Did you know that bats live near you?
This time of year, you can find bats almost anywhere in North America. Bats are a part of summer—just like ants, bees, worms, snakes, and all those other little critters.
Bats have some strange personal habits. They sleep hanging upside down. They fly—wearing fur—in hot weather. And they collect bugs into “bug baskets.” To support those strange habits, bats have some pretty amazing body parts. God gave them just the right stuff for their role in Creation.
Bats are a part of your life, just like those other critters. That should make you very happy (see “Yummy Bugs!”). And you can be a part of bats’ lives too. Read on to find out how.
Some people say that bats’ knees are on backward. They’re not. They just seem backward from the way our knees bend.
Our knees bend forward. Try this: stand up, then walk, then crouch down. Watch your knees while you do this. See how they bend forward?
Now imagine that your knees bent the other way, like a bat’s. Would you be able to walk?
Bats can’t walk very well. (A bat on the ground is a bat in trouble.)
But bats don’t need to walk much. They’re created to fly.
Here’s the great thing about those crazy knees: they give bats “bug baskets.”
Most bats have a flap of skin stretched between their back ankles. When their knees bend, their feet come forward. The skin flap forms a little basket in front of the bat. That’s a great place to store bugs. It’s like a shopping basket. The bat catches a bug, puts it in the basket, and takes it home to eat later.
Bats spend most of their time hanging out . . . upside down . . . by their back toes! They even sleep that way. And they don’t fall. That’s because they have special toe-lock equipment. The weight of the body hanging upside down pulls their toe claws shut. So they hang on by their toenails, locked in place.
Bats also have special “blood gates.” When bats hang upside down, certain blood vessels close. That prevents too much blood from flowing to their heads.
Imagine yourself in a fur coat on a hot summer night. Now imagine yourself flying with that coat on. Wouldn’t you get HOT?
Bats are covered with fur, and they fly in hot weather. But they don’t overheat. God gave them natural air-conditioners in their wings.
Hundreds of tiny blood vessels crisscross each wing. Lots of blood flows through those wings. When a bat flies, the wind fans its wings and cools the blood in them. That cool blood flows back to the rest of the bat, cooling the whole bat.
Here’s a bat bonus: The bat can use blood gates for cold weather. It can close blood vessels to keep blood out of the air-cooled wings. The blood inside the bat stays warm, so the whole bat stays warm. That’s cool!

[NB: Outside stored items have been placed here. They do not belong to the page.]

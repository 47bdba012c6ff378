//! Token endpoint exchanges.
//!
//! Handles refresh-token and authorization-code grants plus one-time-code
//! issuance. All three authenticate with the partner's client credentials in
//! the body and never carry an `Authorization` header, so a 401 here cannot
//! trigger another refresh.

use crate::client::envelope;
use crate::config::ZwapgridConfig;
use crate::error::{Error, Result};
use serde::{Deserialize, Serialize};
use tracing::{debug, info, warn};

const GRANT_REFRESH_TOKEN: &str = "refresh_token";
const GRANT_AUTHORIZATION_CODE: &str = "authorization_code";

/// Token endpoint request. Field names follow the marketplace's PascalCase
/// contract.
#[derive(Serialize)]
#[serde(rename_all = "PascalCase")]
struct TokenRequest<'a> {
    client_id: &'a str,
    client_secret: &'a str,
    #[serde(skip_serializing_if = "Option::is_none")]
    refresh_token: Option<&'a str>,
    #[serde(skip_serializing_if = "Option::is_none")]
    code: Option<&'a str>,
    grant_type: &'a str,
}

#[derive(Serialize)]
#[serde(rename_all = "PascalCase")]
struct OneTimeCodeRequest<'a> {
    client_id: &'a str,
    client_secret: &'a str,
}

/// Token endpoint result: `{ "response": { .. } }`
#[derive(Deserialize, Debug)]
struct TokenResponse {
    #[serde(default, alias = "Response")]
    response: Option<TokenPair>,
}

#[derive(Deserialize, Debug)]
#[serde(rename_all = "camelCase")]
struct OneTimeCodeResponse {
    #[serde(default, alias = "OneTimeCode")]
    one_time_code: Option<String>,
}

/// Access/refresh token pair returned by the token endpoint.
#[derive(Clone, Debug, Default, PartialEq, Serialize, Deserialize)]
#[serde(rename_all = "camelCase")]
pub struct TokenPair {
    #[serde(default, alias = "AccessToken")]
    pub access_token: Option<String>,

    /// Single-use: persist it immediately, a second use yields 401.
    #[serde(default, alias = "RefreshToken")]
    pub refresh_token: Option<String>,

    /// Opaque form of the access token the iframe accepts as-is.
    #[serde(default, alias = "EncryptedAccessToken")]
    pub encrypted_access_token: Option<String>,
}

/// Client for `/oauth2/token` and `/oauth2/one-time-code`.
#[derive(Clone)]
pub struct TokenRefresher {
    http: reqwest::Client,
    token_url: String,
    one_time_code_url: String,
    client_id: String,
    client_secret: String,
}

impl TokenRefresher {
    pub fn new(http: reqwest::Client, config: &ZwapgridConfig) -> Self {
        let base = config.api_base();
        Self {
            http,
            token_url: format!("{}/oauth2/token", base),
            one_time_code_url: format!("{}/oauth2/one-time-code", base),
            client_id: config.client_id.clone(),
            client_secret: config.client_secret.clone(),
        }
    }

    /// Exchanges a refresh token for a new token pair.
    ///
    /// # Errors
    /// * `AuthRefresh` - The endpoint refused the token (non-2xx, failure
    ///   envelope, or no tokens in the result)
    /// * `Transport` / `Protocol` - Network failure or unreadable body
    pub async fn refresh_tokens(&self, refresh_token: &str) -> Result<TokenPair> {
        info!("Refreshing marketplace access token");
        self.token_grant(TokenRequest {
            client_id: &self.client_id,
            client_secret: &self.client_secret,
            refresh_token: Some(refresh_token),
            code: None,
            grant_type: GRANT_REFRESH_TOKEN,
        })
        .await
    }

    /// Exchanges the authorization code the iframe reports on
    /// `client.authenticated`.
    pub async fn exchange_authorization_code(&self, code: &str) -> Result<TokenPair> {
        info!("Exchanging marketplace authorization code");
        self.token_grant(TokenRequest {
            client_id: &self.client_id,
            client_secret: &self.client_secret,
            refresh_token: None,
            code: Some(code),
            grant_type: GRANT_AUTHORIZATION_CODE,
        })
        .await
    }

    async fn token_grant(&self, request: TokenRequest<'_>) -> Result<TokenPair> {
        let grant_type = request.grant_type;
        debug!(grant_type, url = %self.token_url, "Posting token grant");

        let response = self.http.post(&self.token_url).json(&request).send().await?;
        let status = response.status();
        let body = response.text().await?;

        // Any non-2xx is a refusal, whatever the body looks like
        if !status.is_success() {
            let reason = match envelope::parse::<serde_json::Value>(status, &body) {
                Err(Error::Remote(message)) => message,
                _ => format!("token endpoint returned HTTP {}", status),
            };
            warn!(grant_type, status = %status, "Token endpoint refused grant");
            return Err(Error::AuthRefresh(reason));
        }

        let result: TokenResponse = envelope::parse(status, &body).map_err(|e| match e {
            Error::Remote(message) => Error::AuthRefresh(message),
            other => other,
        })?;

        let tokens = result.response.ok_or_else(|| {
            Error::AuthRefresh("token endpoint returned no tokens".to_string())
        })?;

        if tokens.access_token.is_none() {
            warn!(grant_type, "Token endpoint returned no access token");
        }
        debug!(
            grant_type,
            has_refresh_token = tokens.refresh_token.is_some(),
            "Token grant successful"
        );

        Ok(tokens)
    }

    /// Fetches a one-time code for a single embedding operation.
    ///
    /// The code authenticates the partner's OAuth client in the iframe
    /// without exposing the client secret to the browser.
    pub async fn fetch_one_time_code(&self) -> Result<String> {
        debug!(url = %self.one_time_code_url, "Requesting one-time code");

        let response = self
            .http
            .post(&self.one_time_code_url)
            .json(&OneTimeCodeRequest {
                client_id: &self.client_id,
                client_secret: &self.client_secret,
            })
            .send()
            .await?;

        let result: OneTimeCodeResponse = envelope::decode(response).await?;

        result
            .one_time_code
            .filter(|code| !code.is_empty())
            .ok_or_else(|| Error::Protocol("one-time-code response has no code".to_string()))
    }
}

#[cfg(test)]
mod tests {
    use super::*;
    use mockito::{Matcher, Server};
    use serde_json::json;

    fn refresher(server: &Server) -> TokenRefresher {
        let config = ZwapgridConfig {
            api_url: format!("{}/", server.url()),
            client_id: "client-1".to_string(),
            client_secret: "secret-1".to_string(),
            ..Default::default()
        };
        TokenRefresher::new(reqwest::Client::new(), &config)
    }

    #[test]
    fn test_token_request_uses_pascal_case() {
        let request = TokenRequest {
            client_id: "id",
            client_secret: "secret",
            refresh_token: Some("rt"),
            code: None,
            grant_type: GRANT_REFRESH_TOKEN,
        };
        let json = serde_json::to_value(&request).unwrap();
        assert_eq!(
            json,
            json!({
                "ClientId": "id",
                "ClientSecret": "secret",
                "RefreshToken": "rt",
                "GrantType": "refresh_token"
            })
        );
    }

    #[test]
    fn test_token_pair_accepts_either_casing() {
        let camel: TokenPair =
            serde_json::from_str(r#"{"accessToken":"a","refreshToken":"r"}"#).unwrap();
        let pascal: TokenPair =
            serde_json::from_str(r#"{"AccessToken":"a","RefreshToken":"r"}"#).unwrap();
        assert_eq!(camel, pascal);
        assert_eq!(camel.encrypted_access_token, None);
    }

    #[tokio::test]
    async fn test_refresh_tokens_success() {
        let mut server = Server::new_async().await;
        let mock = server
            .mock("POST", "/api/v1/oauth2/token")
            .match_header("authorization", Matcher::Missing)
            .match_body(Matcher::PartialJson(json!({
                "ClientId": "client-1",
                "ClientSecret": "secret-1",
                "RefreshToken": "old-refresh",
                "GrantType": "refresh_token"
            })))
            .with_status(200)
            .with_header("content-type", "application/json")
            .with_body(
                r#"{"result":{"response":{"accessToken":"new-access","refreshToken":"new-refresh"}},"success":true}"#,
            )
            .create_async()
            .await;

        let tokens = refresher(&server).refresh_tokens("old-refresh").await.unwrap();
        assert_eq!(tokens.access_token.as_deref(), Some("new-access"));
        assert_eq!(tokens.refresh_token.as_deref(), Some("new-refresh"));

        mock.assert_async().await;
    }

    #[tokio::test]
    async fn test_reused_refresh_token_is_auth_refresh_failure() {
        let mut server = Server::new_async().await;
        let mock = server
            .mock("POST", "/api/v1/oauth2/token")
            .with_status(401)
            .with_body(r#"{"result":null,"success":false,"error":"invalid_grant"}"#)
            .create_async()
            .await;

        let err = refresher(&server).refresh_tokens("used").await.unwrap_err();
        match err {
            Error::AuthRefresh(message) => assert_eq!(message, "invalid_grant"),
            other => panic!("unexpected error: {:?}", other),
        }

        mock.assert_async().await;
    }

    #[tokio::test]
    async fn test_error_status_without_envelope_is_auth_refresh_failure() {
        let mut server = Server::new_async().await;
        let _empty = server
            .mock("POST", "/api/v1/oauth2/token")
            .match_body(Matcher::PartialJson(json!({"RefreshToken": "empty-body"})))
            .with_status(401)
            .create_async()
            .await;
        let _html = server
            .mock("POST", "/api/v1/oauth2/token")
            .match_body(Matcher::PartialJson(json!({"RefreshToken": "html-body"})))
            .with_status(503)
            .with_body("<html>Service Unavailable</html>")
            .create_async()
            .await;

        let refresher = refresher(&server);
        match refresher.refresh_tokens("empty-body").await.unwrap_err() {
            Error::AuthRefresh(message) => assert!(message.contains("401")),
            other => panic!("unexpected error: {:?}", other),
        }
        match refresher.refresh_tokens("html-body").await.unwrap_err() {
            Error::AuthRefresh(message) => assert!(message.contains("503")),
            other => panic!("unexpected error: {:?}", other),
        }
    }

    #[tokio::test]
    async fn test_empty_token_result_is_auth_refresh_failure() {
        let mut server = Server::new_async().await;
        let _mock = server
            .mock("POST", "/api/v1/oauth2/token")
            .with_status(200)
            .with_body(r#"{"result":{"response":null},"success":true}"#)
            .create_async()
            .await;

        let err = refresher(&server).refresh_tokens("rt").await.unwrap_err();
        assert!(matches!(err, Error::AuthRefresh(_)));
    }

    #[tokio::test]
    async fn test_exchange_authorization_code() {
        let mut server = Server::new_async().await;
        let mock = server
            .mock("POST", "/api/v1/oauth2/token")
            .match_body(Matcher::PartialJson(json!({
                "Code": "auth-code",
                "GrantType": "authorization_code"
            })))
            .with_status(200)
            .with_body(
                r#"{"result":{"response":{"accessToken":"a","refreshToken":"r","encryptedAccessToken":"enc"}},"success":true}"#,
            )
            .create_async()
            .await;

        let tokens = refresher(&server)
            .exchange_authorization_code("auth-code")
            .await
            .unwrap();
        assert_eq!(tokens.encrypted_access_token.as_deref(), Some("enc"));

        mock.assert_async().await;
    }

    #[tokio::test]
    async fn test_fetch_one_time_code() {
        let mut server = Server::new_async().await;
        let mock = server
            .mock("POST", "/api/v1/oauth2/one-time-code")
            .match_body(Matcher::Json(json!({
                "ClientId": "client-1",
                "ClientSecret": "secret-1"
            })))
            .with_status(200)
            .with_body(r#"{"result":{"oneTimeCode":"otc-42"},"success":true}"#)
            .create_async()
            .await;

        let code = refresher(&server).fetch_one_time_code().await.unwrap();
        assert_eq!(code, "otc-42");

        mock.assert_async().await;
    }

    #[tokio::test]
    async fn test_one_time_code_rejected_client() {
        let mut server = Server::new_async().await;
        let _mock = server
            .mock("POST", "/api/v1/oauth2/one-time-code")
            .with_status(400)
            .with_body(r#"{"success":false,"error":{"message":"Unknown client"}}"#)
            .create_async()
            .await;

        let err = refresher(&server).fetch_one_time_code().await.unwrap_err();
        assert!(matches!(err, Error::Remote(_)));
    }

    #[tokio::test]
    async fn test_unreachable_token_endpoint_is_transport_error() {
        let config = ZwapgridConfig {
            api_url: "http://127.0.0.1:9/".to_string(),
            ..Default::default()
        };
        let refresher = TokenRefresher::new(reqwest::Client::new(), &config);

        let err = refresher.refresh_tokens("rt").await.unwrap_err();
        assert!(matches!(err, Error::Transport(_)));
    }
}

Would you like to watch bats swoop around your yard or neighborhood, scooping up insects? Then invite them by putting up a bat house. You can find out where to buy bat houses or how to build them by visiting this website: http://www.batconservation.org.
A Grate Idea
Some bats hibernate (sleep) during the winter, often in caves. They live on fat they’ve stored from food they ate during the fall.
If a hibernating bat is disturbed, it wakes up and moves around. That activity can use up 10 to 30 days’ worth of stored fat. Then the bat will need to eat earlier than usual in the spring. But what if the bugs aren’t out yet? The bat might starve.
Some people love to explore caves. Sometimes they disturb hibernating bats by mistake. That used to be a big problem. Too many bats were disturbed, came out early in the spring, and starved to death.
So people put grates in front of bat caves. Now they close the grates when the bats hibernate. This keeps people out, but the bats can still squeeze through the holes in the grates.
The bats fly out in the spring. Then someone opens the grates.
People can explore the caves at the right times, and the bats can hibernate undisturbed. Isn’t that grate?!
Most bats eat bugs. They like beetles, moths, flies, and especially mosquitoes. A little brown bat can catch and eat at least 10 to 15 mosquitoes per minute. That’s about 600 mosquitoes an hour!
Some bats eat fruit and flowers. Trees that grow bananas, dates, avocados, mangos, guavas, and cashews depend on bats to pollinate their flowers and/or spread their seeds.
Imagine a world without bats. We’d have a lot more bugs and a lot less fruit! Aren’t you glad God made bats?